**Task item**
Copy each line of the records below that has "title" in it.

[Entries shown — start]

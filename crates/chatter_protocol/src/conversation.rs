use std::fmt;

use serde::{Deserialize, Serialize};
use serde_json::{Map, Value};

use crate::Response;

/// Opaque, upstream-assigned conversation identifier.
#[derive(Debug, Clone, PartialEq, Eq, Hash, Serialize, Deserialize)]
#[serde(transparent)]
pub struct ConversationId(String);

impl ConversationId {
    #[must_use]
    pub fn new(id: impl Into<String>) -> Self {
        Self(id.into())
    }

    #[must_use]
    pub fn as_str(&self) -> &str {
        &self.0
    }

    #[must_use]
    pub fn is_empty(&self) -> bool {
        self.0.trim().is_empty()
    }
}

impl fmt::Display for ConversationId {
    fn fmt(&self, f: &mut fmt::Formatter<'_>) -> fmt::Result {
        f.write_str(&self.0)
    }
}

impl From<&str> for ConversationId {
    fn from(id: &str) -> Self {
        Self::new(id)
    }
}

/// A conversation as returned by the upstream.
///
/// Only the identifier is interpreted, every other field is kept so the
/// relay can hand the object back verbatim.
#[derive(Debug, Clone, PartialEq, Serialize, Deserialize)]
pub struct Conversation {
    pub id: ConversationId,

    #[serde(flatten)]
    pub extra: Map<String, Value>,
}

/// Body of the upstream conversation-create call.
#[derive(Debug, Clone, PartialEq, Serialize, Deserialize)]
#[serde(rename_all = "camelCase")]
pub struct CreateConversationRequest {
    pub user_identifier: String,
    pub user_context: Map<String, Value>,
}

/// Body of the relay's `create-response` endpoint.
#[derive(Debug, Clone, PartialEq, Serialize, Deserialize)]
#[serde(rename_all = "camelCase")]
pub struct CreateResponseRequest {
    #[serde(default)]
    pub message: String,

    #[serde(default, skip_serializing_if = "Option::is_none")]
    pub conversation_id: Option<ConversationId>,

    #[serde(default)]
    pub stream: bool,
}

impl CreateResponseRequest {
    #[must_use]
    pub fn new(conversation_id: ConversationId, message: impl Into<String>, stream: bool) -> Self {
        Self {
            message: message.into(),
            conversation_id: Some(conversation_id),
            stream,
        }
    }
}

/// Body of the upstream response-create call.
#[derive(Debug, Clone, PartialEq, Serialize, Deserialize)]
#[serde(rename_all = "camelCase")]
pub struct UpstreamResponseRequest {
    pub agent_id: String,
    pub message: String,
    pub stream: bool,
}

/// A non-streamed answer: the [`Response`] plus the identifiers the
/// upstream attaches to it.
#[derive(Debug, Clone, PartialEq, Serialize, Deserialize)]
#[serde(rename_all = "camelCase")]
pub struct ResponseEnvelope {
    #[serde(default, skip_serializing_if = "Option::is_none")]
    pub id: Option<String>,

    #[serde(default, skip_serializing_if = "Option::is_none")]
    pub conversation_id: Option<ConversationId>,

    #[serde(flatten)]
    pub response: Response,
}

/// User feedback on a single response, forwarded to the upstream as-is.
#[derive(Debug, Clone, Default, PartialEq, Serialize, Deserialize)]
pub struct Feedback {
    #[serde(default, skip_serializing_if = "Option::is_none")]
    pub rating: Option<Value>,

    #[serde(default, skip_serializing_if = "Option::is_none")]
    pub comment: Option<String>,
}
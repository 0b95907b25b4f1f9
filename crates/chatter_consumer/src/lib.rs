//! Client side of the relay: reassembling frames from an arbitrarily chunked
//! byte stream and driving a conversation.
//!
//! [`consume`] turns a byte stream into ordered [`StreamEvent`]s. [`Session`]
//! builds on it to bootstrap conversations and record exchanges.
//!
//! [`StreamEvent`]: chatter_protocol::StreamEvent

mod buffer;
mod client;
mod consume;
mod decoder;
mod error;
mod session;

pub use buffer::{LineBuffer, LineTooLong};
pub use client::{ByteStream, RelayClient};
pub use consume::{StreamOutcome, consume, consume_with};
pub use decoder::Decoder;
pub use error::Error;
pub use session::{Exchange, Session};
pub use tokio_util::sync::CancellationToken;
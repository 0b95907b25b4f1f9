pub(crate) type Result<T> = std::result::Result<T, Error>;

#[derive(Debug, thiserror::Error)]
pub enum Error {
    #[error("Request error: {0}")]
    Request(#[from] reqwest::Error),

    #[error("Relay error (status {code}): {message}")]
    Api { code: u16, message: String },

    #[error("JSON error: {0}")]
    Json(#[from] serde_json::Error),

    #[error("Message must not be empty")]
    EmptyMessage,

    /// The stream reported an error instead of a response.
    #[error("{0}")]
    Stream(String),

    #[error("Stream ended before a response was completed")]
    Incomplete,

    #[error("Request aborted")]
    Aborted,
}

#[cfg(test)]
impl PartialEq for Error {
    fn eq(&self, other: &Self) -> bool {
        // Good enough for testing purposes
        format!("{self:?}") == format!("{other:?}")
    }
}
//! Client for the hosted conversational-AI API the relay forwards to.

mod client;
mod error;
mod frames;

pub use client::{Client, DEFAULT_IDLE_TIMEOUT, DEFAULT_MAX_FRAME_BYTES, FrameStream};
pub use error::Error;
//! Wire types shared by the relay server, the upstream client and the stream
//! consumer.
//!
//! Everything that crosses a process boundary lives here: the tagged
//! [`Response`] union, the [`StreamEvent`]s carried inside stream frames, the
//! [`frame`] encoding itself and the request bodies accepted by the relay.

mod conversation;
mod de;
mod error;
mod event;
pub mod frame;
mod response;

pub use conversation::{
    Conversation, ConversationId, CreateConversationRequest, CreateResponseRequest, Feedback,
    ResponseEnvelope, UpstreamResponseRequest,
};
pub use error::Error;
pub use event::StreamEvent;
pub use response::{
    Cell, Chart, ChartData, ChartKind, Dataset, NamedSeries, Response, Series, Table,
};
//! HTTP relay between a chat front-end and the upstream agent API.
//!
//! The relay exposes `create-conversation` and `create-response`, plus the
//! feedback passthrough endpoints. Streamed responses are re-framed by
//! [`relay::relay`], see that module for the failure semantics once a stream
//! is committed.

mod api;
mod error;
pub mod relay;
mod server;
mod state;

pub use error::{Error, ErrorBody};
pub use server::{router, serve};
pub use state::AppState;
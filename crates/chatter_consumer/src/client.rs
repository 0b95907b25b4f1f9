use std::pin::Pin;

use bytes::Bytes;
use chatter_protocol::{Conversation, ConversationId, CreateResponseRequest, ResponseEnvelope};
use futures::{Stream, StreamExt as _};
use reqwest::{
    RequestBuilder,
    header::{ACCEPT, HeaderValue},
};
use serde::de::DeserializeOwned;
use serde_json::Value;
use tracing::trace;

use crate::error::{Error, Result};

/// Raw body chunks of a streamed response, exactly as the transport
/// delivers them.
pub type ByteStream = Pin<Box<dyn Stream<Item = reqwest::Result<Bytes>> + Send>>;

/// HTTP client for the relay's public endpoints.
#[derive(Debug, Clone)]
pub struct RelayClient {
    http_client: reqwest::Client,
    base_url: String,
}

impl RelayClient {
    #[must_use]
    pub fn new(base_url: impl Into<String>) -> Self {
        let base_url: String = base_url.into();

        Self {
            http_client: reqwest::Client::new(),
            base_url: base_url.trim_end_matches('/').to_owned(),
        }
    }

    pub async fn create_conversation(&self) -> Result<Conversation> {
        let request = self
            .http_client
            .post(self.url("create-conversation"))
            .json(&Value::Object(serde_json::Map::new()));

        self.send_json(request).await
    }

    pub async fn create_response(
        &self,
        conversation_id: &ConversationId,
        message: &str,
    ) -> Result<ResponseEnvelope> {
        let body = CreateResponseRequest::new(conversation_id.clone(), message, false);
        let request = self.http_client.post(self.url("create-response")).json(&body);

        self.send_json(request).await
    }

    /// Start a streamed response.
    ///
    /// Fails if the relay rejects the request before streaming. The returned
    /// stream yields body chunks until the transport closes.
    pub async fn create_response_stream(
        &self,
        conversation_id: &ConversationId,
        message: &str,
    ) -> Result<ByteStream> {
        let body = CreateResponseRequest::new(conversation_id.clone(), message, true);
        let request = self
            .http_client
            .post(self.url("create-response"))
            .header(ACCEPT, HeaderValue::from_static("text/event-stream"))
            .json(&body);

        let response = self.send(request).await?;

        Ok(response.bytes_stream().boxed())
    }

    fn url(&self, path: &str) -> String {
        format!("{}/{path}", self.base_url)
    }

    async fn send_json<T: DeserializeOwned>(&self, request: RequestBuilder) -> Result<T> {
        let body = self.send(request).await?.text().await?;

        serde_json::from_str(&body).map_err(Into::into)
    }

    async fn send(&self, request: RequestBuilder) -> Result<reqwest::Response> {
        let request = request.build()?;
        trace!(method = %request.method(), url = %request.url(), "Calling relay.");

        let response = self.http_client.execute(request).await?;
        let status = response.status();
        if status.is_success() {
            return Ok(response);
        }

        let body = response.text().await.unwrap_or_default();
        let message = serde_json::from_str::<Value>(&body)
            .ok()
            .and_then(|value| value.get("error")?.as_str().map(str::to_owned))
            .unwrap_or_else(|| format!("request failed with status {}", status.as_u16()));

        Err(Error::Api {
            code: status.as_u16(),
            message,
        })
    }
}
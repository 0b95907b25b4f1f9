use chatter_protocol::{Chart, Response, Series, Table};
use comfy_table::{Cell, Row};

pub(crate) const UNSUPPORTED: &str = "Unsupported response type";

const UTF8_FULL: &str = "││──├──┤     ──╭╮╰╯";

/// Render a response for the terminal.
pub(crate) fn response(response: &Response) -> String {
    match response {
        Response::Text { message } => message.clone(),
        Response::Table { message, table } => captioned(message, &grid(table)),
        Response::Chart { message, chart } if chart.is_supported() => {
            captioned(message, &series(chart))
        }
        Response::Chart { .. } | Response::Unsupported => UNSUPPORTED.to_owned(),
    }
}

fn captioned(message: &str, body: &str) -> String {
    if message.is_empty() {
        return body.to_owned();
    }

    format!("{message}\n\n{body}")
}

fn grid(table: &Table) -> String {
    let rows = table
        .body
        .iter()
        .map(|row| Row::from(row.iter().map(ToString::to_string).collect::<Vec<_>>()))
        .collect();

    list(Row::from(table.head.clone()), rows)
}

fn series(chart: &Chart) -> String {
    let x_label = chart.x_label.clone().unwrap_or_default();
    let y_label = chart.y_label.clone().unwrap_or_else(|| "value".to_owned());

    let plot = match chart.series() {
        None => "No chart data".to_owned(),
        Some(Series::Points(points)) => list(
            Row::from(vec![x_label, y_label]),
            points
                .into_iter()
                .map(|(label, value)| Row::from(vec![label, value.to_string()]))
                .collect(),
        ),
        Some(Series::Named(series)) => {
            let mut header = vec![Cell::new(x_label)];
            header.extend(series.iter().map(|s| Cell::new(&s.name)));

            // Named series skip non-numeric values, leaving gaps.
            let rows = chart
                .data
                .labels
                .iter()
                .map(|label| {
                    let mut row = Row::new();
                    row.add_cell(Cell::new(label));
                    for s in &series {
                        let value = s
                            .points
                            .iter()
                            .find(|(l, _)| l == label)
                            .map(|(_, v)| v.to_string())
                            .unwrap_or_default();
                        row.add_cell(Cell::new(value));
                    }
                    row
                })
                .collect();

            list(Row::from(header), rows)
        }
    };

    match &chart.title {
        Some(title) => format!("{title} ({})\n{plot}", chart.kind),
        None => plot,
    }
}

fn list(header: Row, rows: Vec<Row>) -> String {
    let mut table = comfy_table::Table::new();
    table.load_preset(UTF8_FULL);
    table.set_header(header);
    table.add_rows(rows);

    table.trim_fmt()
}

#[cfg(test)]
mod tests {
    use pretty_assertions::assert_eq;
    use serde_json::json;

    use super::*;

    fn parse(value: serde_json::Value) -> Response {
        serde_json::from_value(value).unwrap()
    }

    #[test]
    fn text_is_printed_as_is() {
        assert_eq!(response(&Response::text("hello")), "hello");
    }

    #[test]
    fn table_is_rendered_as_grid() {
        let out = response(&parse(json!({
            "type": "table",
            "message": "Results",
            "table": { "head": ["name", "count"], "body": [["a", 1], ["b", null]] }
        })));

        assert!(out.starts_with("Results\n\n"), "{out}");
        for needle in ["name", "count", "a", "1", "b"] {
            assert!(out.contains(needle), "missing {needle}: {out}");
        }
    }

    #[test]
    fn single_series_chart_lists_points() {
        let out = response(&parse(json!({
            "type": "chart",
            "message": "",
            "chart": {
                "type": "bar",
                "title": "Sales",
                "yLabel": "units",
                "data": { "labels": ["q1", "q2"], "datasets": [{ "name": "s", "values": [3, "x"] }] }
            }
        })));

        assert!(out.starts_with("Sales (bar)\n"), "{out}");
        assert!(out.contains("units"), "{out}");
        assert!(out.contains("q1") && out.contains('3'), "{out}");
        assert!(out.contains("q2") && out.contains('0'), "{out}");
    }

    #[test]
    fn unknown_chart_kind_is_unsupported() {
        let out = response(&parse(json!({
            "type": "chart",
            "chart": { "type": "pie", "data": { "labels": ["a"], "datasets": [] } }
        })));

        assert_eq!(out, UNSUPPORTED);
    }

    #[test]
    fn unknown_type_is_unsupported() {
        assert_eq!(response(&parse(json!({ "type": "map" }))), UNSUPPORTED);
    }
}
use std::process::ExitCode;

fn main() -> ExitCode {
    chatter_cli::run()
}
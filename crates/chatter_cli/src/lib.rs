mod cmd;
mod config;
mod error;
mod render;

use std::{
    fmt,
    io::{self, Write as _},
    path::PathBuf,
    process::ExitCode,
};

use clap::{ArgAction, Parser};
use cmd::Commands;
use config::Config;
use error::{Error, Result};
use tracing::trace;

/// Relay chat responses between a front-end and a hosted agent.
#[derive(Parser)]
#[command(author, version, about, long_about = None)]
pub struct Cli {
    #[command(flatten, next_help_heading = "Global Options")]
    globals: Globals,

    #[command(subcommand)]
    command: Commands,
}

#[derive(Debug, clap::Args)]
struct Globals {
    /// Path to the config file.
    ///
    /// Defaults to the first of `./chatter.toml`, `./config/chatter.toml` and
    /// `~/.config/chatter.toml` that exists.
    #[arg(short, long, global = true, value_name = "PATH")]
    config: Option<PathBuf>,

    /// Increase verbosity of logging.
    ///
    /// Can be specified multiple times to increase verbosity.
    ///
    /// Defaults to printing "error" messages. For each increase in verbosity,
    /// the log level is set to "warn", "info", "debug", and "trace"
    /// respectively.
    #[arg(short, long, global = true, action = ArgAction::Count)]
    verbose: u8,

    /// Suppress all logging.
    #[arg(short, long, global = true)]
    quiet: bool,
}

impl fmt::Display for Cli {
    fn fmt(&self, f: &mut fmt::Formatter<'_>) -> fmt::Result {
        f.debug_map()
            .entry(&"config", &self.globals.config)
            .entry(&"verbose", &self.globals.verbose)
            .entry(&"quiet", &self.globals.quiet)
            .finish()
    }
}

pub fn run() -> ExitCode {
    let cli = Cli::parse();

    configure_logging(cli.globals.verbose, cli.globals.quiet);
    trace!(command = cli.command.name(), arguments = %cli, "Starting CLI run.");

    let runtime = match tokio::runtime::Builder::new_multi_thread()
        .enable_all()
        .build()
    {
        Ok(runtime) => runtime,
        Err(error) => return report(&error.into()),
    };

    match runtime.block_on(run_inner(cli)) {
        Ok(()) => ExitCode::SUCCESS,
        Err(error) => report(&error),
    }
}

async fn run_inner(cli: Cli) -> Result<()> {
    let mut out = io::stdout().lock();

    match cli.command {
        Commands::Init(args) => args.run(&mut out),
        cmd => {
            let config = Config::load(cli.globals.config.as_deref())?;
            cmd.run(config, &mut out).await
        }
    }
}

fn report(error: &Error) -> ExitCode {
    let code = match error {
        Error::Consumer(chatter_consumer::Error::Aborted) => 130,
        _ => 1,
    };

    // Nothing left to report to if stderr is gone.
    writeln!(io::stderr(), "Error: {error}").ok();
    ExitCode::from(code)
}

fn configure_logging(verbose: u8, quiet: bool) {
    use tracing::level_filters::LevelFilter;
    use tracing_subscriber::fmt;

    let mut level = match verbose {
        0 => LevelFilter::ERROR,
        1 => LevelFilter::WARN,
        2 => LevelFilter::INFO,
        3 => LevelFilter::DEBUG,
        _ => LevelFilter::TRACE,
    };

    if quiet {
        level = LevelFilter::OFF;
    }

    let mut filter = vec!["off".to_owned()];
    for krate in ["cli", "consumer", "protocol", "relay", "upstream"] {
        filter.push(format!("chatter_{krate}={level}"));
    }

    let format = fmt::format().with_target(false).compact();

    if level < LevelFilter::DEBUG {
        tracing_subscriber::fmt()
            .event_format(format)
            .without_time()
            .with_target(false)
            .with_writer(io::stderr)
            .with_env_filter(filter.join(","))
            .init();
    } else {
        tracing_subscriber::fmt()
            .event_format(format)
            .with_target(false)
            .with_writer(io::stderr)
            .with_env_filter(filter.join(","))
            .init();
    }
}

#[cfg(test)]
mod tests {
    use clap::CommandFactory;

    use super::*;

    #[test]
    fn test_cli() {
        Cli::command().debug_assert();
    }

    #[test]
    fn parses_ask_with_globals() {
        let cli = Cli::try_parse_from([
            "chatter",
            "-vv",
            "ask",
            "--stream",
            "--conversation",
            "c1",
            "hello there",
        ])
        .unwrap();

        assert_eq!(cli.globals.verbose, 2);
        assert_eq!(cli.command.name(), "ask");
    }
}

[Entries shown — finish]

**Task output**
    match &chart.title {
        Some(title) => format!("{title} ({})\n{plot}", chart.kind),
                "title": "Sales",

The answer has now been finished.